舟屋の一階と二階を一組で独占して使う、一日一組限定の貸切宿である。広い開口から伊根湾を望む二階の居室が、舟屋らしい水際の眺めをそのまま切り取る。姉妹棟「楽」は二名専用で、よりコンパクトな構成。いずれも素泊まりが基本で、館内での自炊はできないため、夕餉は集落の店へ歩いて出る。宿が滞在のすべてを抱え込まず、伊根という土地そのものに身を委ねる。その潔さが、水際の宿のひとつの形を示している。

集約レビューの傾向

公開レビューデータを集計すると、舟屋を独占できる静けさと、伊根湾を望む二階の眺めへの評価が高い。素泊まりゆえに価格と自由度のバランスが取れている点も支持されている。一方、食事提供がないため、夕食の店を事前に確保しておく必要があり、何もかも宿で完結させたい滞在には向かないという傾向が読み取れる。土地に溶け込む旅を望む人に向く。

向く人 / 向かない人

  • 向く:
    舟屋を素泊まりで気軽に独占したい少人数、集落の店で夕餉を探す旅を楽しめる人、水際の眺めを優先する旅
  • 向かない:
    宿で食事まで完結させたい旅、館内設備の充実を求める人、移動を最小限にしたい滞在

具体情報

  • 立地: 伊根町、舟屋集落・伊根湾に面する水際
  • 規模: 一日一組限定(「蔵」は舟屋の一・二階、姉妹棟「楽」は二名専用)
  • 形態: 素泊まり(館内自炊不可、夕食は集落の店を利用)
  • 眺望: 二階の広い開口から伊根湾を一望
  • 保存地区: 伊根浦 重要伝統的建造物群保存地区内


よくある質問

Q. ベストシーズンはいつですか?

A. 編集部が推すのは盛夏から初秋にかけて。伊根湾も英虞湾も凪ぎ、水面が最も静かで、桟橋から見る景色の密度が増す。庄川峡の大牧温泉は新緑と紅葉も美しいが、水辺の宿としての主題を味わうなら、海が穏やかな夏が適している。台風期は船の運航に影響が出るため、行程に余裕を持たせたい。

Q. 予約のタイミングは?

A. 一日一組や数室の宿が中心のため、週末や連休は数ヶ月前に埋まることが多い。特にMOKU ISESHIMAや伊根の舟屋貸切は競争率が高く、希望日が決まり次第の予約を勧めたい。平日であれば比較的取りやすい傾向がある。

Q. 船に乗れない悪天候のときはどうなりますか?

A. 大牧温泉のように陸路がない宿は、遊覧船の運航可否がそのまま到達可否になる。
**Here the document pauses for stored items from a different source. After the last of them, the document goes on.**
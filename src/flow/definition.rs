// Flow definition - the immutable graph of onboarding steps

use std::collections::{BTreeMap, BTreeSet, VecDeque};

use super::errors::FlowError;
use super::types::{Action, Step, StepName, SubStepKey, TopStep};

/// Validated, immutable set of steps and their transitions.
///
/// Construction checks that every transition target and every `previous`
/// link resolves, that final steps declare no transitions and that every
/// step has a URL. After that the graph shape never changes; only a
/// [`StepCursor`](super::StepCursor) moves over it.
#[derive(Debug, Clone, PartialEq, Eq)]
pub struct FlowDefinition {
    initial: StepName,
    steps: BTreeMap<TopStep, Step>,
}

impl FlowDefinition {
    pub fn new(initial: StepName, steps: BTreeMap<TopStep, Step>) -> Result<Self, FlowError> {
        let flow = Self { initial, steps };
        flow.validate()?;
        Ok(flow)
    }

    /// The product onboarding flow: project -> source -> registry -> provisioning -> clean up
    pub fn onboarding() -> Self {
        use SubStepKey::*;
        use TopStep::*;

        let registry = StepName::top(ConnectRegistry);
        let provision = StepName::top(ProvisionResources);

        let mut steps = BTreeMap::new();
        steps.insert(
            NewProject,
            Step::new("/onboarding/new-project").on(Action::Continue, ConnectSource),
        );
        steps.insert(
            ConnectSource,
            Step::new("/onboarding/source")
                .on(Action::Continue, ConnectRegistry)
                .previous(NewProject),
        );
        steps.insert(
            ConnectRegistry,
            Step::new("/onboarding/registry")
                .on(Action::Continue, StepName::sub(ConnectRegistry, Credentials))
                .on(Action::Skip, ProvisionResources)
                .previous(ConnectSource)
                .with_sub_step(
                    Credentials,
                    Step::new("/onboarding/registry/credentials")
                        .on(Action::Continue, StepName::sub(ConnectRegistry, Settings))
                        .previous(registry),
                )
                .with_sub_step(
                    Settings,
                    Step::new("/onboarding/registry/settings")
                        .on(Action::Continue, StepName::sub(ConnectRegistry, TestConnection))
                        .previous(StepName::sub(ConnectRegistry, Credentials)),
                )
                .with_sub_step(
                    TestConnection,
                    Step::new("/onboarding/registry/test_connection")
                        .on(Action::Continue, ProvisionResources)
                        .previous(StepName::sub(ConnectRegistry, Settings)),
                ),
        );
        steps.insert(
            ProvisionResources,
            Step::new("/onboarding/provision")
                .on(Action::Continue, StepName::sub(ProvisionResources, Credentials))
                .on(Action::Skip, StepName::sub(ProvisionResources, ConnectOwnCluster))
                .previous(ConnectRegistry)
                .with_sub_step(
                    Credentials,
                    Step::new("/onboarding/provision/credentials")
                        .on(Action::Continue, StepName::sub(ProvisionResources, Settings))
                        .previous(provision),
                )
                .with_sub_step(
                    Settings,
                    Step::new("/onboarding/provision/settings")
                        .on(Action::Continue, CleanUp)
                        .previous(StepName::sub(ProvisionResources, Credentials)),
                )
                .with_sub_step(
                    ConnectOwnCluster,
                    Step::new("/onboarding/provision/connect_own_cluster")
                        .on(Action::Continue, CleanUp)
                        .previous(provision),
                ),
        );
        steps.insert(CleanUp, Step::new("/dashboard").final_step());

        Self {
            initial: StepName::top(NewProject),
            steps,
        }
    }

    pub fn initial_step_name(&self) -> StepName {
        self.initial
    }

    pub fn initial_step(&self) -> &Step {
        // Resolvability of `initial` is checked in `validate`
        &self.steps[&self.initial.parent()]
    }

    /// Resolve a step name, descending into sub-steps for nested names
    pub fn get_step(&self, name: StepName) -> Result<&Step, FlowError> {
        let not_found = || FlowError::NotFound {
            name: name.to_string(),
        };

        let parent = self.steps.get(&name.parent()).ok_or_else(not_found)?;
        match name.sub_step() {
            None => Ok(parent),
            Some(key) => parent.sub_steps.get(&key).ok_or_else(not_found),
        }
    }

    /// Resolve a dotted textual name such as `connect_registry.settings`
    pub fn get_step_by_path(&self, path: &str) -> Result<(StepName, &Step), FlowError> {
        let name: StepName = path.parse()?;
        let step = self.get_step(name)?;
        Ok((name, step))
    }

    /// Every resolvable step name, parents before their sub-steps
    pub fn step_names(&self) -> Vec<StepName> {
        let mut names = Vec::new();
        for (top, step) in &self.steps {
            names.push(StepName::Top(*top));
            names.extend(step.sub_steps.keys().map(|key| StepName::sub(*top, *key)));
        }
        names
    }

    /// Step names reachable from the initial step by following declared transitions
    pub fn reachable_from_initial(&self) -> BTreeSet<StepName> {
        let mut seen = BTreeSet::new();
        let mut queue = VecDeque::from([self.initial]);

        while let Some(name) = queue.pop_front() {
            if !seen.insert(name) {
                continue;
            }
            if let Ok(step) = self.get_step(name) {
                queue.extend(step.transitions.values().copied());
            }
        }

        seen
    }

    fn validate(&self) -> Result<(), FlowError> {
        let invalid = |reason: String| FlowError::InvalidDefinition { reason };

        if self.initial.sub_step().is_some() || self.get_step(self.initial).is_err() {
            return Err(invalid(format!(
                "initial step '{}' must be a known top-level step",
                self.initial
            )));
        }

        for name in self.step_names() {
            let step = self.get_step(name)?;

            if step.url.trim().is_empty() {
                return Err(invalid(format!("step '{name}' has an empty url")));
            }
            if step.is_final && !step.transitions.is_empty() {
                return Err(invalid(format!(
                    "final step '{name}' must not declare transitions"
                )));
            }
            if name.sub_step().is_some() && !step.sub_steps.is_empty() {
                return Err(invalid(format!(
                    "sub-step '{name}' cannot declare nested sub-steps"
                )));
            }
            for (action, target) in &step.transitions {
                if self.get_step(*target).is_err() {
                    return Err(invalid(format!(
                        "step '{name}' has '{action}' transition to unknown step '{target}'"
                    )));
                }
            }
            if let Some(previous) = step.previous {
                if self.get_step(previous).is_err() {
                    return Err(invalid(format!(
                        "step '{name}' points back to unknown step '{previous}'"
                    )));
                }
            }
        }

        Ok(())
    }
}

impl Default for FlowDefinition {
    fn default() -> Self {
        Self::onboarding()
    }
}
荒天時は運航が中止されることがあるため、予約時に運航状況の確認方法を把握しておきたい。伊根の舟屋は陸路でも到達できるため、天候の影響は比較的小さい。

Q. 子連れや高齢者でも泊まれますか?

A. 伊根海宿 舟音は一階の客室を採り、段差が少ないため子連れや高齢者にも配慮されている。一方で、舟屋は構造上、海際に段差や急な階段が残る宿もある。船での移動を含め、同行者の体力や歩行の状況に応じて宿を選びたい。

Q. アクセスは?

A. 大牧温泉は小牧港から遊覧船で約30分。MOKU ISESHIMAは賢島港から送迎艇で約15分。伊根の舟屋三軒は宮津・天橋立方面から車またはバスで伊根浦へ向かい、集落内の各宿へ。いずれも最後の数百メートルから数キロを水上、または水際で渡るのが共通する特徴である。

本記事の参考情報

伊根浦地区農泊推進地区協議会 — 伊根の舟屋・宿泊情報
Wikipedia: 伊根の舟屋 — 舟屋建築と保存地区の背景

編集部から

五軒に通底するのは、最後の到達を水上で完結させるという建築条件だ。船で渡る大牧温泉、送迎艇で渡る間崎島、そして桟橋がそのまま玄関先になる伊根の舟屋。いずれも、陸の動線が途切れた場所に宿を成立させるために、潮位や水位、接岸の角度といった条件を設計に織り込んでいる。それは不便を引き受けることと引き換えに、外界から切り離された時間を手に入れることでもある。盛夏の水辺、舫い綱の軋む音で目覚める朝を、あなたはどの宿で迎えたいだろうか。